WHAT YOU SHOULD DO → Extract the first line through the line containing "use serde_json::Value;" from the listing below, exactly as written.

TASK INPUT →

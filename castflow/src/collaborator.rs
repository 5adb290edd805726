//! The contract for external collaborators.
//!
//! Search APIs, language models, speech engines and audio encoders all sit
//! behind [`Collaborator`]. The engine never looks inside one; it only sees
//! a JSON object going in and a JSON object (or an error) coming out.

use async_trait::async_trait;
use std::fmt::Debug;
use std::future::Future;
use std::marker::PhantomData;

use crate::core::JsonMap;

/// An opaque unit of external work.
///
/// A collaborator fails either by returning `Err` or by returning an output
/// that carries an `error` field; the retry wrapper treats both alike.
#[async_trait]
pub trait Collaborator: Send + Sync + Debug {
    /// Runs the collaborator on `input`.
    async fn run(&self, input: JsonMap) -> anyhow::Result<JsonMap>;
}

/// A collaborator backed by an async closure.
pub struct FnCollaborator<F, Fut>
where
    F: Fn(JsonMap) -> Fut + Send + Sync,
    Fut: Future<Output = anyhow::Result<JsonMap>> + Send,
{
    name: String,
    func: F,
    _future: PhantomData<fn() -> Fut>,
}

impl<F, Fut> FnCollaborator<F, Fut>
where
    F: Fn(JsonMap) -> Fut + Send + Sync,
    Fut: Future<Output = anyhow::Result<JsonMap>> + Send,
{
    /// Wraps `func` under a display name.
    pub fn new(name: impl Into<String>, func: F) -> Self {
        Self {
            name: name.into(),
            func,
            _future: PhantomData,
        }
    }
}

impl<F, Fut> Debug for FnCollaborator<F, Fut>
where
    F: Fn(JsonMap) -> Fut + Send + Sync,
    Fut: Future<Output = anyhow::Result<JsonMap>> + Send,
{
    fn fmt(&self, f: &mut std::fmt::Formatter<'_>) -> std::fmt::Result {
        f.debug_struct("FnCollaborator").field("name", &self.name).finish()
    }
}

#[async_trait]
impl<F, Fut> Collaborator for FnCollaborator<F, Fut>
where
    F: Fn(JsonMap) -> Fut + Send + Sync,
    Fut: Future<Output = anyhow::Result<JsonMap>> + Send,
{
    async fn run(&self, input: JsonMap) -> anyhow::Result<JsonMap> {
        (self.func)(input).await
    }
}
//! Stages that call a collaborator through the retry wrapper.

use async_trait::async_trait;
use serde_json::Value;
use std::fmt::Debug;
use std::sync::Arc;
use tracing::warn;

use super::{Stage, StageResult};
use crate::collaborator::Collaborator;
use crate::context::RunContext;
use crate::core::{JsonMap, Patch, PipelineState};
use crate::errors::CastflowError;
use crate::retry::StepExecutor;

/// Builds a step's collaborator input from the current state.
///
/// Returning `Err` means a prerequisite is missing; the stage then reports
/// it as an `error_info` patch without calling the collaborator.
pub type StepInputFn = Arc<dyn Fn(&PipelineState) -> Result<JsonMap, String> + Send + Sync>;

/// What a step stage does once its step has exhausted every attempt.
#[derive(Debug, Clone, Copy, PartialEq, Eq, Default)]
pub enum StepFailurePolicy {
    /// Abort the run with `StepFailed`.
    #[default]
    Fatal,
    /// Record the failure as `error_info` and let routing decide.
    RecordError,
}

/// A stage that runs one named step of a content pipeline.
///
/// The collaborator output is stored under `output_field`. A fallback step
/// runs even when `error_info` is set and clears it on success.
#[derive(Clone)]
pub struct StepStage {
    step_name: String,
    output_field: String,
    collaborator: Arc<dyn Collaborator>,
    executor: Arc<StepExecutor>,
    input: StepInputFn,
    on_failure: StepFailurePolicy,
    fallback: bool,
}

/// Marker field set once a fallback step has run.
pub const FALLBACK_ATTEMPTED: &str = "fallback_attempted";

impl StepStage {
    /// Creates a step stage whose input is the whole state.
    #[must_use]
    pub fn new(
        step_name: impl Into<String>,
        output_field: impl Into<String>,
        collaborator: Arc<dyn Collaborator>,
        executor: Arc<StepExecutor>,
    ) -> Self {
        Self {
            step_name: step_name.into(),
            output_field: output_field.into(),
            collaborator,
            executor,
            input: Arc::new(|state: &PipelineState| Ok(state.as_map().clone())),
            on_failure: StepFailurePolicy::Fatal,
            fallback: false,
        }
    }

    /// Sets how the collaborator input is prepared.
    #[must_use]
    pub fn with_input<F>(mut self, input: F) -> Self
    where
        F: Fn(&PipelineState) -> Result<JsonMap, String> + Send + Sync + 'static,
    {
        self.input = Arc::new(input);
        self
    }

    /// Sets the failure policy.
    #[must_use]
    pub fn on_failure(mut self, policy: StepFailurePolicy) -> Self {
        self.on_failure = policy;
        self
    }

    /// Marks the stage as a fallback.
    #[must_use]
    pub fn as_fallback(mut self) -> Self {
        self.fallback = true;
        self
    }

    /// Returns the step name used for retries, validators and logs.
    #[must_use]
    pub fn step_name(&self) -> &str {
        &self.step_name
    }
}

impl Debug for StepStage {
    fn fmt(&self, f: &mut std::fmt::Formatter<'_>) -> std::fmt::Result {
        f.debug_struct("StepStage")
            .field("step_name", &self.step_name)
            .field("output_field", &self.output_field)
            .field("collaborator", &self.collaborator)
            .field("on_failure", &self.on_failure)
            .field("fallback", &self.fallback)
            .finish_non_exhaustive()
    }
}

#[async_trait]
impl Stage for StepStage {
    fn name(&self) -> &str {
        &self.step_name
    }

    async fn run(&self, state: &PipelineState, ctx: &RunContext) -> StageResult {
        if state.has_error() && !self.fallback {
            return Ok(Patch::empty());
        }

        let input = match (self.input)(state) {
            Ok(input) => input,
            Err(message) => {
                return Ok(Patch::error(format!("{} failed: {message}", self.step_name)));
            }
        };

        let result = self
            .executor
            .execute(&self.step_name, self.collaborator.as_ref(), input, ctx)
            .await;

        let patch = match result {
            Ok(output) => {
                let patch = Patch::empty().set(&self.output_field, Value::Object(output));
                if self.fallback {
                    patch.clear_error()
                } else {
                    patch
                }
            }
            Err(CastflowError::StepFailed(failed))
                if self.on_failure == StepFailurePolicy::RecordError =>
            {
                warn!(run_id = ctx.run_id(), step = %self.step_name, "Recording step failure as error_info");
                Patch::error(failed.to_string())
            }
            Err(e) => return Err(e),
        };

        Ok(if self.fallback {
            patch.set(FALLBACK_ATTEMPTED, Value::Bool(true))
        } else {
            patch
        })
    }
}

EXERCISE SOLUTION →
filename castflow/src/collaborator.rs
repository 5adb290edd805726
//! The contract for external collaborators.
//!
//! Search APIs, language models, speech engines and audio encoders all sit
//! behind [`Collaborator`]. The engine never looks inside one; it only sees
//! a JSON object going in and a JSON object (or an error) coming out.

use async_trait::async_trait;
use std::fmt::Debug;
use std::future::Future;
use std::marker::PhantomData;

use crate::core::JsonMap;

/// An opaque unit of external work.
///
/// A collaborator fails either by returning `Err` or by returning an output
/// that carries an `error` field; the retry wrapper treats both alike.
#[async_trait]
pub trait Collaborator: Send + Sync + Debug {
    /// Runs the collaborator on `input`.
    async fn run(&self, input: JsonMap) -> anyhow::Result<JsonMap>;
}

/// A collaborator backed by an async closure.
pub struct FnCollaborator<F, Fut>
where
    F: Fn(JsonMap) -> Fut + Send + Sync,
    Fut: Future<Output = anyhow::Result<JsonMap>> + Send,
{
    name: String,
    func: F,
    _future: PhantomData<fn() -> Fut>,
}

impl<F, Fut> FnCollaborator<F, Fut>
where
    F: Fn(JsonMap) -> Fut + Send + Sync,
    Fut: Future<Output = anyhow::Result<JsonMap>> + Send,
{
    /// Wraps `func` under a display name.
    pub fn new(name: impl Into<String>, func: F) -> Self {
        Self {
            name: name.into(),
            func,
            _future: PhantomData,
        }
    }
}

impl<F, Fut> Debug for FnCollaborator<F, Fut>
where
    F: Fn(JsonMap) -> Fut + Send + Sync,
    Fut: Future<Output = anyhow::Result<JsonMap>> + Send,
{
    fn fmt(&self, f: &mut std::fmt::Formatter<'_>) -> std::fmt::Result {
        f.debug_struct("FnCollaborator").field("name", &self.name).finish()
    }
}

#[async_trait]
impl<F, Fut> Collaborator for FnCollaborator<F, Fut>
where
    F: Fn(JsonMap) -> Fut + Send + Sync,
    Fut: Future<Output = anyhow::Result<JsonMap>> + Send,
{
    async fn run(&self, input: JsonMap) -> anyhow::Result<JsonMap> {
        (self.func)(input).await
    }
}
//! Stages that call a collaborator through the retry wrapper.

use async_trait::async_trait;
use serde_json::Value;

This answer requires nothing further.